[MacRuby-devel] Strings, Encodings and IO

Tue Apr 7 15:23:16 PDT 2009

Vincent Isambart wrote:
> Hi again,
> 
> So plan B: We emulate Ruby 1.9 strings behavior on top of of NSString/NSData.

I'm really interested in this discussion too. A little background for JRuby:

We started out (or really, the original authors started out) with JRuby 
using all Java strings and stringbuffers for Ruby's String. This made 
interop easy and of course simplified implementation, but it ran into 
the same problems you enumerated in your original post:

* Java's strings are all UTF-16. In order to represent binary data, we 
ended up using a "raw" encoder/decoder and only using the bottom byte of 
each character. Wasteful, since every string was 2x as large, and slow, 
since IO had to up/downcast byte[] contents to char[] and back.
* So we made a move about two years ago to using all byte[]-based 
strings in JRuby. This allowed us maximum compatibility, maximum 
performance, and a future-proof path, but it damages interop. Currently 
whenever you pass a string across the Ruby/Java boundary, we have to do 
the decode/encode. That affects performance pretty severely. We also had 
to implement our own regular expression engine, since no Java regex 
works with byte[].
* We want to move to an intermediate version, where we sometimes have a 
byte[]-backed string and sometimes a char[]/String-backed string. 
IronRuby does this already. This is, however, predicated on the idea 
that byte[]-based strings rarely become char[]-based strings and vice 
versa. I don't have any evidence for or against that yet.

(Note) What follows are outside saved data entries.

//! Metrics collection for the Xtreme client.

use std::collections::HashMap;
use std::sync::atomic::{AtomicU64, Ordering};
use std::sync::{PoisonError, RwLock};
use std::time::Duration;

/// Metrics collector interface.
pub trait MetricsCollector: Send + Sync {
    /// Records a request.
    fn record_request(&self, operation: &str, success: bool, duration: Duration);

    /// Records an error.
    fn record_error(&self, error_kind: &str);

    /// Gets current metrics.
    fn get_metrics(&self) -> RequestMetrics;

    /// Resets all metrics.
    fn reset(&self);
}

/// Request metrics snapshot.
#[derive(Debug, Clone, Default)]
pub struct RequestMetrics {
    /// Total requests.
    pub total_requests: u64,
    /// Successful requests.
    pub successful_requests: u64,
    /// Failed requests.
    pub failed_requests: u64,
    /// Total latency in milliseconds.
    pub total_latency_ms: u64,
    /// Requests per operation.
    pub operations: HashMap<String, u64>,
    /// Error counts by kind.
    pub errors: HashMap<String, u64>,
}

impl RequestMetrics {
    /// Calculates average latency in milliseconds.
    pub fn average_latency_ms(&self) -> f64 {
        if self.total_requests == 0 {
            0.0
        } else {
            self.total_latency_ms as f64 / self.total_requests as f64
        }
    }

    /// Calculates success rate as a percentage.
    pub fn success_rate(&self) -> f64 {
        if self.total_requests == 0 {
            100.0
        } else {
            (self.successful_requests as f64 / self.total_requests as f64) * 100.0
        }
    }

    /// Returns how often an operation was called.
    pub fn operation_count(&self, operation: &str) -> u64 {
        self.operations.get(operation).copied().unwrap_or(0)
    }
}

/// Default metrics collector implementation.
#[derive(Default)]
pub struct DefaultMetricsCollector {
    total_requests: AtomicU64,
    successful_requests: AtomicU64,
    failed_requests: AtomicU64,
    total_latency_ms: AtomicU64,
    operations: RwLock<HashMap<String, u64>>,
    errors: RwLock<HashMap<String, u64>>,
}

impl DefaultMetricsCollector {
    /// Creates a new metrics collector.
    pub fn new() -> Self {
        Self::default()
    }

    fn bump(map: &RwLock<HashMap<String, u64>>, key: &str) {
        let mut map = map.write().unwrap_or_else(PoisonError::into_inner);
        *map.entry(key.to_string()).or_insert(0) += 1;
    }

    fn snapshot(map: &RwLock<HashMap<String, u64>>) -> HashMap<String, u64> {
        map.read().unwrap_or_else(PoisonError::into_inner).clone()
    }
}

impl MetricsCollector for DefaultMetricsCollector {
    fn record_request(&self, operation: &str, success: bool, duration: Duration) {
        self.total_requests.fetch_add(1, Ordering::Relaxed);
        if success {
            self.successful_requests.fetch_add(1, Ordering::Relaxed);
        } else {
            self.failed_requests.fetch_add(1, Ordering::Relaxed);
        }

        let ms = u64::try_from(duration.as_millis()).unwrap_or(u64::MAX);
        self.total_latency_ms.fetch_add(ms, Ordering::Relaxed);

        Self::bump(&self.operations, operation);
    }

    fn record_error(&self, error_kind: &str) {
        Self::bump(&self.errors, error_kind);
    }

    fn get_metrics(&self) -> RequestMetrics {
        RequestMetrics {
            total_requests: self.total_requests.load(Ordering::Relaxed),
            successful_requests: self.successful_requests.load(Ordering::Relaxed),
            failed_requests: self.failed_requests.load(Ordering::Relaxed),
            total_latency_ms: self.total_latency_ms.load(Ordering::Relaxed),
            operations: Self::snapshot(&self.operations),
            errors: Self::snapshot(&self.errors),
        }
    }

    fn reset(&self) {
        self.total_requests.store(0, Ordering::Relaxed);
        self.successful_requests.store(0, Ordering::Relaxed);
        self.failed_requests.store(0, Ordering::Relaxed);
        self.total_latency_ms.store(0, Ordering::Relaxed);
        self.operations
            .write()
            .unwrap_or_else(PoisonError::into_inner)
            .clear();
        self.errors
            .write()
            .unwrap_or_else(PoisonError::into_inner)
            .clear();
    }
}

impl std::fmt::Debug for DefaultMetricsCollector {
    fn fmt(&self, f: &mut std::fmt::Formatter<'_>) -> std::fmt::Result {
        f.debug_struct("DefaultMetricsCollector")
            .field("total_requests", &self.total_requests.load(Ordering::Relaxed))
            .finish()
    }
}

/// Collector that discards everything.
#[derive(Debug, Default)]
pub struct NoopMetricsCollector;

impl MetricsCollector for NoopMetricsCollector {
    fn record_request(&self, _operation: &str, _success: bool, _duration: Duration) {}

    fn record_error(&self, _error_kind: &str) {}

    fn get_metrics(&self) -> RequestMetrics {
        RequestMetrics::default()
    }

    fn reset(&self) {}
}
pub mod settings;

pub use settings::{AppConfig, DatabaseConfig, ServerConfig, StorageConfig};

So it's a nearly identical problem for MacRuby, as I understand it. I'm 
interested in discussion around this topic, since we are still moving 
forward with JRuby and would like to improve interop with Java 
libraries. I will offer the following food for thought:

* Going with 100% objc strings at first is probably a good pragmatic 
start. You'll have the perf/memory impact of encoding/decoding and 
wasteful string contents, but you should be able to get it functioning 
well. And since interop is a primary goal for MacRuby (where it's been 
somewhat secondary in JRuby) this is probably a better place to start.
* We have considered having a modified 1.9 mode that normalizes all 
strings into UTF-16 internally. That might work for you as well. I 
presume there are byte-decoding APIs in objc that could produce your 
standard strings. You'd be able to at least pretend you support 1.9 
encoding, but be transcoding to the user's selected encoding. It 
wouldn't be fast, but it would work.
* Alternatively, you could only support a minimum set of encodings and 
make it explicit that internally everything would be UTF-16 or MacRoman. 
In MacRuby's case, I think most people would happily accept that, just 
as a lot of JRuby users would probably accept that everything's UTF-16 
since that's what they get from Java normally.

Ultimately this is the exact reason I argued over a year ago that Ruby 
1.9 should introduce a separate Bytes class used for IO. I was denied.

It's definitely a sticky issue, and Ruby has made it even stickier in 
1.9 with arbitrary encoding support. None of the proposed solutions 
across all implementations (including JRuby) have really seemed ideal to me.

- Charlie